Des cagnottes déjà bien entamées
Depuis cinq ans, deux mesures de déblocage exceptionnel ont déjà été adoptées : en 2004, une première « Sarkozette » plafonnée à 10 000 euros sur l'ensemble de l'épargne salariale
(participation, intéressement, abondement de l'employeur, etc.) avait permis le déblocage de 7,5 milliards d'euros. Puis en 2005, la « Rafarinade » autorisait le retrait des participations distribuées dans l'année.
Pour ceux qui ont déjà profité de ces deux mesures, seules les sommes versées au titre des années 2006 et 2007 sont donc potentiellement intactes : à raison de versements moyens estimés en 2005 à 1444 euros, cela représente donc moins de
3 000 euros disponibles !
Une stratégie de court terme risquée
Et avant de faire sauter la tirelire, assurez-vous que l'opération sera gagnante.

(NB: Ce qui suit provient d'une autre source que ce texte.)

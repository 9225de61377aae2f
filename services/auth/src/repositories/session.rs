//! Session repository for database operations
//!
//! At most one live session per profile is expected, but nothing in the
//! schema enforces it: callers look up before they create.

use chrono::{Duration, Utc};
use common::database::{from_timestamp, to_timestamp};
use common::error::DatabaseError;
use sqlx::sqlite::SqliteRow;
use sqlx::{Row, SqlitePool};
use thiserror::Error;

use crate::models::{NewSession, Session, SessionMetadata};

/// Session store errors
#[derive(Debug, Error)]
pub enum SessionStoreError {
    /// A session with the same id already exists
    #[error("Session already exists: {0}")]
    DuplicateSession(String),

    #[error(transparent)]
    Database(#[from] DatabaseError),
}

/// Type alias for session store results
pub type SessionStoreResult<T> = Result<T, SessionStoreError>;

/// Session repository for database operations
#[derive(Clone)]
pub struct SessionRepository {
    pool: SqlitePool,
}

impl SessionRepository {
    /// Create a new session repository
    pub fn new(pool: SqlitePool) -> Self {
        Self { pool }
    }

    /// Insert a new session expiring `ttl_hours` from now
    pub async fn create(&self, payload: &NewSession) -> SessionStoreResult<Session> {
        let now = Utc::now();
        let expires_at = now + Duration::hours(payload.ttl_hours);
        let metadata = serde_json::to_string(&payload.metadata).map_err(DatabaseError::decode)?;

        sqlx::query(
            r#"
            INSERT INTO sessions (session_id, token, metadata, created_at, expires_at)
            VALUES (?, ?, ?, ?, ?)
            "#,
        )
        .bind(&payload.session_id)
        .bind(&payload.token)
        .bind(&metadata)
        .bind(to_timestamp(now))
        .bind(to_timestamp(expires_at))
        .execute(&self.pool)
        .await
        .map_err(|e| match DatabaseError::from_query(e) {
            DatabaseError::UniqueViolation(_) => {
                SessionStoreError::DuplicateSession(payload.session_id.clone())
            }
            other => other.into(),
        })?;

        Ok(Session {
            session_id: payload.session_id.clone(),
            token: Some(payload.token.clone()),
            metadata: payload.metadata.clone(),
            created_at: from_timestamp(to_timestamp(now))?,
            expires_at: from_timestamp(to_timestamp(expires_at))?,
        })
    }

    /// Get a session by id, expired or not
    pub async fn get(&self, session_id: &str) -> SessionStoreResult<Option<Session>> {
        let row = sqlx::query(
            r#"
            SELECT session_id, token, metadata, created_at, expires_at
            FROM sessions
            WHERE session_id = ?
            "#,
        )
        .bind(session_id)
        .fetch_optional(&self.pool)
        .await
        .map_err(DatabaseError::from_query)?;

        row.as_ref().map(map_session).transpose()
    }

    /// Get a session by id if it has not expired
    pub async fn get_valid(&self, session_id: &str) -> SessionStoreResult<Option<Session>> {
        let row = sqlx::query(
            r#"
            SELECT session_id, token, metadata, created_at, expires_at
            FROM sessions
            WHERE session_id = ? AND expires_at > ?
            "#,
        )
        .bind(session_id)
        .bind(to_timestamp(Utc::now()))
        .fetch_optional(&self.pool)
        .await
        .map_err(DatabaseError::from_query)?;

        row.as_ref().map(map_session).transpose()
    }

    /// Get the live session of a profile
    ///
    /// Expired rows are ignored but left in place for the sweep. If a race
    /// left more than one live session, the one expiring last wins.
    pub async fn get_valid_by_profile(
        &self,
        profile_id: &str,
    ) -> SessionStoreResult<Option<Session>> {
        let row = sqlx::query(
            r#"
            SELECT session_id, token, metadata, created_at, expires_at
            FROM sessions
            WHERE json_extract(metadata, '$.profile_id') = ? AND expires_at > ?
            ORDER BY expires_at DESC
            LIMIT 1
            "#,
        )
        .bind(profile_id)
        .bind(to_timestamp(Utc::now()))
        .fetch_optional(&self.pool)
        .await
        .map_err(DatabaseError::from_query)?;

        row.as_ref().map(map_session).transpose()
    }

    /// Replace the token of a session, leaving its expiry untouched
    pub async fn update_token(&self, session_id: &str, token: &str) -> SessionStoreResult<bool> {
        let result = sqlx::query("UPDATE sessions SET token = ? WHERE session_id = ?")
            .bind(token)
            .bind(session_id)
            .execute(&self.pool)
            .await
            .map_err(DatabaseError::from_query)?;

        Ok(result.rows_affected() > 0)
    }

    /// Replace the metadata of a session
    pub async fn update_metadata(
        &self,
        session_id: &str,
        metadata: &SessionMetadata,
    ) -> SessionStoreResult<bool> {
        let metadata = serde_json::to_string(metadata).map_err(DatabaseError::decode)?;
        let result = sqlx::query("UPDATE sessions SET metadata = ? WHERE session_id = ?")
            .bind(metadata)
            .bind(session_id)
            .execute(&self.pool)
            .await
            .map_err(DatabaseError::from_query)?;

        Ok(result.rows_affected() > 0)
    }

    /// Push the expiry to `extra_hours` from now
    ///
    /// The stored expiry never moves backwards: if it is already later than
    /// the new value it is kept. Returns false when the session is unknown.
    pub async fn extend_expiration(
        &self,
        session_id: &str,
        extra_hours: i64,
    ) -> SessionStoreResult<bool> {
        let expires_at = Utc::now() + Duration::hours(extra_hours);
        let result =
            sqlx::query("UPDATE sessions SET expires_at = MAX(expires_at, ?) WHERE session_id = ?")
                .bind(to_timestamp(expires_at))
                .bind(session_id)
                .execute(&self.pool)
                .await
                .map_err(DatabaseError::from_query)?;

        Ok(result.rows_affected() > 0)
    }

    /// Delete a session by id
    pub async fn delete(&self, session_id: &str) -> SessionStoreResult<bool> {
        let result = sqlx::query("DELETE FROM sessions WHERE session_id = ?")
            .bind(session_id)
            .execute(&self.pool)
            .await
            .map_err(DatabaseError::from_query)?;

        Ok(result.rows_affected() > 0)
    }

    /// Delete every session whose expiry has passed
    pub async fn delete_expired(&self) -> SessionStoreResult<u64> {
        let result = sqlx::query("DELETE FROM sessions WHERE expires_at <= ?")
            .bind(to_timestamp(Utc::now()))
            .execute(&self.pool)
            .await
            .map_err(DatabaseError::from_query)?;

        Ok(result.rows_affected())
    }

    /// Count sessions that have not expired
    pub async fn count_active(&self) -> SessionStoreResult<i64> {
        let count: i64 = sqlx::query_scalar("SELECT COUNT(*) FROM sessions WHERE expires_at > ?")
            .bind(to_timestamp(Utc::now()))
            .fetch_one(&self.pool)
            .await
            .map_err(DatabaseError::from_query)?;

        Ok(count)
    }
}

fn map_session(row: &SqliteRow) -> SessionStoreResult<Session> {
    let metadata: String = row.get("metadata");
    let metadata: SessionMetadata =
        serde_json::from_str(&metadata).map_err(DatabaseError::decode)?;

    Ok(Session {
        session_id: row.get("session_id"),
        token: row.get("token"),
        metadata,
        created_at: from_timestamp(row.get("created_at"))?,
        expires_at: from_timestamp(row.get("expires_at"))?,
    })
}

#[cfg(test)]
mod tests {
    use super::*;
    use common::database::init_memory_pool;

    fn new_session(session_id: &str, profile_id: &str, ttl_hours: i64) -> NewSession {
        NewSession {
            session_id: session_id.to_string(),
            token: format!("token-{}", session_id),
            metadata: SessionMetadata {
                profile_id: profile_id.to_string(),
                client_ip: Some("203.0.113.7".to_string()),
            },
            ttl_hours,
        }
    }

    async fn repository() -> SessionRepository {
        SessionRepository::new(init_memory_pool().await.unwrap())
    }

    #[tokio::test]
    async fn test_create_and_get_valid() {
        let repo = repository().await;
        let created = repo.create(&new_session("s1", "p1", 168)).await.unwrap();

        let fetched = repo.get_valid("s1").await.unwrap().unwrap();
        assert_eq!(fetched.session_id, "s1");
        assert_eq!(fetched.profile_id(), "p1");
        assert_eq!(fetched.token.as_deref(), Some("token-s1"));
        assert_eq!(fetched.expires_at, created.expires_at);
        assert_eq!(
            fetched.metadata.client_ip.as_deref(),
            Some("203.0.113.7")
        );
    }

    #[tokio::test]
    async fn test_create_duplicate_fails() {
        let repo = repository().await;
        repo.create(&new_session("s1", "p1", 168)).await.unwrap();

        let result = repo.create(&new_session("s1", "p2", 168)).await;
        assert!(matches!(result, Err(SessionStoreError::DuplicateSession(id)) if id == "s1"));
    }

    #[tokio::test]
    async fn test_expired_sessions_are_not_valid() {
        let repo = repository().await;
        repo.create(&new_session("old", "p1", -1)).await.unwrap();

        assert!(repo.get_valid("old").await.unwrap().is_none());
        assert!(repo.get_valid_by_profile("p1").await.unwrap().is_none());
        // Lookups leave the row for the sweep
        assert!(repo.get("old").await.unwrap().is_some());
    }

    #[tokio::test]
    async fn test_get_valid_by_profile_isolates_profiles() {
        let repo = repository().await;
        repo.create(&new_session("s1", "p1", 168)).await.unwrap();
        repo.create(&new_session("s2", "p2", 168)).await.unwrap();

        let first = repo.get_valid_by_profile("p1").await.unwrap().unwrap();
        let second = repo.get_valid_by_profile("p2").await.unwrap().unwrap();
        assert_eq!(first.session_id, "s1");
        assert_eq!(second.session_id, "s2");
        assert!(repo.get_valid_by_profile("p3").await.unwrap().is_none());
    }

    #[tokio::test]
    async fn test_update_token_keeps_expiry() {
        let repo = repository().await;
        let created = repo.create(&new_session("s1", "p1", 168)).await.unwrap();

        assert!(repo.update_token("s1", "fresh").await.unwrap());
        let fetched = repo.get("s1").await.unwrap().unwrap();
        assert_eq!(fetched.token.as_deref(), Some("fresh"));
        assert_eq!(fetched.expires_at, created.expires_at);

        assert!(!repo.update_token("missing", "fresh").await.unwrap());
    }

    #[tokio::test]
    async fn test_extend_expiration_only_moves_forward() {
        let repo = repository().await;
        let created = repo.create(&new_session("s1", "p1", 168)).await.unwrap();
        tokio::time::sleep(std::time::Duration::from_millis(5)).await;

        assert!(repo.extend_expiration("s1", 168).await.unwrap());
        let extended = repo.get("s1").await.unwrap().unwrap();
        assert!(extended.expires_at > created.expires_at);
        assert_eq!(extended.token, created.token);

        // A shorter extension never pulls the expiry back
        assert!(repo.extend_expiration("s1", 1).await.unwrap());
        let unchanged = repo.get("s1").await.unwrap().unwrap();
        assert_eq!(unchanged.expires_at, extended.expires_at);

        assert!(!repo.extend_expiration("missing", 1).await.unwrap());
    }

    #[tokio::test]
    async fn test_delete_expired_keeps_valid_sessions() {
        let repo = repository().await;
        repo.create(&new_session("live", "p1", 168)).await.unwrap();
        repo.create(&new_session("dead-1", "p2", -1)).await.unwrap();
        repo.create(&new_session("dead-2", "p3", -24)).await.unwrap();

        assert_eq!(repo.delete_expired().await.unwrap(), 2);
        assert!(repo.get("live").await.unwrap().is_some());
        assert!(repo.get("dead-1").await.unwrap().is_none());
        assert_eq!(repo.count_active().await.unwrap(), 1);

        assert_eq!(repo.delete_expired().await.unwrap(), 0);
    }

    #[tokio::test]
    async fn test_delete_and_update_metadata() {
        let repo = repository().await;
        repo.create(&new_session("s1", "p1", 168)).await.unwrap();

        let metadata = SessionMetadata {
            profile_id: "p1".to_string(),
            client_ip: Some("198.51.100.2".to_string()),
        };
        assert!(repo.update_metadata("s1", &metadata).await.unwrap());
        assert_eq!(repo.get("s1").await.unwrap().unwrap().metadata, metadata);

        assert!(repo.delete("s1").await.unwrap());
        assert!(!repo.delete("s1").await.unwrap());
        assert!(repo.get_valid_by_profile("p1").await.unwrap().is_none());
    }
}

« En 2004, seulement 1,5 milliard d'euros sur les 7,5 milliards débloqués ont été consommés selon l'Insee : le
reste de l'argent a été transféré d'outils d'épargne salariale de long terme très investis en actions et adaptés à une préparation de la retraite, vers des outils de type livret A peu rémunérateurs »,
regrette Ephraïm
Marquer. Plus grave encore : aujourd'hui, après une période de baisse des cours de la Bourse, débloquer une participation investie en actions ne sera probablement pas une bonne affaire. Mieux vaut peut-être préserver ce petit matelas de
sécurité en attendant des jours meilleurs...
Participation, intéressement ou PEE ?
Cette mesure ne concerne que les sommes perçues au titre de la participation... à ne pas confondre avec l'intéressement, ou les plans d'épargne entreprise.
- La participation :
elle est obligatoire dans les entreprises de plus de 50 salariés qui dégagent des résultats suffisants? L'entreprise a alors l'obligation de redistribuer une partie de ses profits selon
des modalités prévues par un accord collectif. Ces sommes sont bloquées pendant cinq ans en vue de financer des investissements productifs. En contrepartie, l'entreprise et les salariés bénéficient d'avantages fiscaux et sociaux.
- L'intéressement :
contrairement à la participation, l'intéressement collectif n'est pas obligatoire. Les montants versés varient eux aussi en fonction des performances de l'entreprise et ne sont pas assimilables
à un salaire. Les sommes peuvent être immédiatement disponibles ou placées sur un plan d'épargne entreprise (PEE). Dans ce cas, l'intéressement bénéficie d'avantages fiscaux et éventuellement d'un abondement de la part de l'entreprise.
-Le plan d'épargne entreprise (PEE) :
pour aider les salariés à se constituer un portefeuille de valeurs mobilières, les entreprises peuvent mettre en place et gérer un PEE. Comme pour la participation, les sommes
versées par les salariés sont bloquées pendant cinq ans avec certaines possibilités de déblocage anticipé (déménagement, mariage, etc.). L'employeur peut également abonder ces sommes.

Source : Direction de l'animation de la recherche, des études et des statistiques du ministère du travail (Dares), novembre 2007.